Exercise prompt - Find the word "StreamBindingTopology" in the data below and copy each line that holds it.

[Opening Exercise materials section]

//! Deployment settings the relays rely on.
//!
//! Provisioning happens elsewhere; this is the typed record of what it must
//! configure so the relay behavior holds (batching, stream view, redrive).

use serde::{Deserialize, Serialize};

use crate::config::RelaySettings;
use crate::contract::ORDER_ID_ATTRIBUTE;

pub const QUEUE_VISIBILITY_TIMEOUT_SECS: u64 = 300;
pub const STREAM_BATCH_SIZE: usize = 10;
pub const STREAM_RETRY_ATTEMPTS: u32 = 3;
pub const STREAM_VIEW_TYPE: &str = "OLD_IMAGE";
pub const STREAM_STARTING_POSITION: &str = "TRIM_HORIZON";

const LOG_ACTIONS: [&str; 3] = [
    "logs:CreateLogGroup",
    "logs:CreateLogStream",
    "logs:PutLogEvents",
];

#[derive(Debug, Clone, Copy, Serialize, Deserialize, PartialEq, Eq)]
#[serde(rename_all = "snake_case")]
pub enum RelayRole {
    Ingress,
    Change,
    Gateway,
}

impl RelayRole {
    pub const ALL: [RelayRole; 3] = [Self::Ingress, Self::Change, Self::Gateway];

    pub fn actions(self) -> Vec<&'static str> {
        let mut actions = match self {
            Self::Ingress => vec![
                "dynamodb:PutItem",
                "dynamodb:DescribeTable",
                "sqs:ReceiveMessage",
                "sqs:DeleteMessage",
                "sqs:GetQueueAttributes",
                "sqs:GetQueueUrl",
            ],
            Self::Change => vec![
                "dynamodb:GetShardIterator",
                "dynamodb:DescribeStream",
                "dynamodb:ListStreams",
                "dynamodb:GetRecords",
                "sns:Publish",
                "sns:GetTopicAttributes",
                "sns:ListTopics",
            ],
            Self::Gateway => return vec!["sqs:SendMessage", "sqs:GetQueueUrl"],
        };
        actions.extend(LOG_ACTIONS);
        actions
    }
}

#[derive(Debug, Clone, Serialize, Deserialize, PartialEq, Eq)]
pub struct QueueTopology {
    pub visibility_timeout_secs: u64,
    pub consumer_batch_size: usize,
}

#[derive(Debug, Clone, Serialize, Deserialize, PartialEq, Eq)]
pub struct TableTopology {
    pub table_name: String,
    pub partition_key: String,
    pub stream_view_type: String,
}

#[derive(Debug, Clone, Serialize, Deserialize, PartialEq, Eq)]
pub struct StreamBindingTopology {
    pub batch_size: usize,
    pub starting_position: String,
    pub retry_attempts: u32,
    pub bisect_batch_on_error: bool,
}

#[derive(Debug, Clone, Serialize, Deserialize, PartialEq, Eq)]
pub struct TopicTopology {
    #[serde(skip_serializing_if = "Option::is_none")]
    pub email_subscriber: Option<String>,
}

#[derive(Debug, Clone, Serialize, Deserialize, PartialEq, Eq)]
pub struct RoleGrant {
    pub role: RelayRole,
    pub actions: Vec<String>,
}

#[derive(Debug, Clone, Serialize, Deserialize, PartialEq, Eq)]
pub struct RelayTopology {
    pub queue: QueueTopology,
    pub table: TableTopology,
    pub stream_binding: StreamBindingTopology,
    pub topic: TopicTopology,
    pub roles: Vec<RoleGrant>,
}

impl RelayTopology {
    pub fn from_settings(settings: &RelaySettings) -> Self {
        Self {
            queue: QueueTopology {
                visibility_timeout_secs: QUEUE_VISIBILITY_TIMEOUT_SECS,
                consumer_batch_size: settings.max_batch_size,
            },
            table: TableTopology {
                table_name: settings.table_name.clone(),
                partition_key: ORDER_ID_ATTRIBUTE.to_string(),
                stream_view_type: STREAM_VIEW_TYPE.to_string(),
            },
            stream_binding: StreamBindingTopology {
                batch_size: STREAM_BATCH_SIZE,
                starting_position: STREAM_STARTING_POSITION.to_string(),
                retry_attempts: STREAM_RETRY_ATTEMPTS,
                bisect_batch_on_error: true,
            },
            topic: TopicTopology {
                email_subscriber: settings.notification_email.clone(),
            },
            roles: RelayRole::ALL
                .into_iter()
                .map(|role| RoleGrant {
                    role,
                    actions: role.actions().into_iter().map(str::to_string).collect(),
                })
                .collect(),
        }
    }

    pub fn grant(&self, role: RelayRole) -> Option<&RoleGrant> {
        self.roles.iter().find(|grant| grant.role == role)
    }
}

[Closing Exercise materials section]

Written reply -
pub struct StreamBindingTopology {
    pub stream_binding: StreamBindingTopology,
            stream_binding: StreamBindingTopology {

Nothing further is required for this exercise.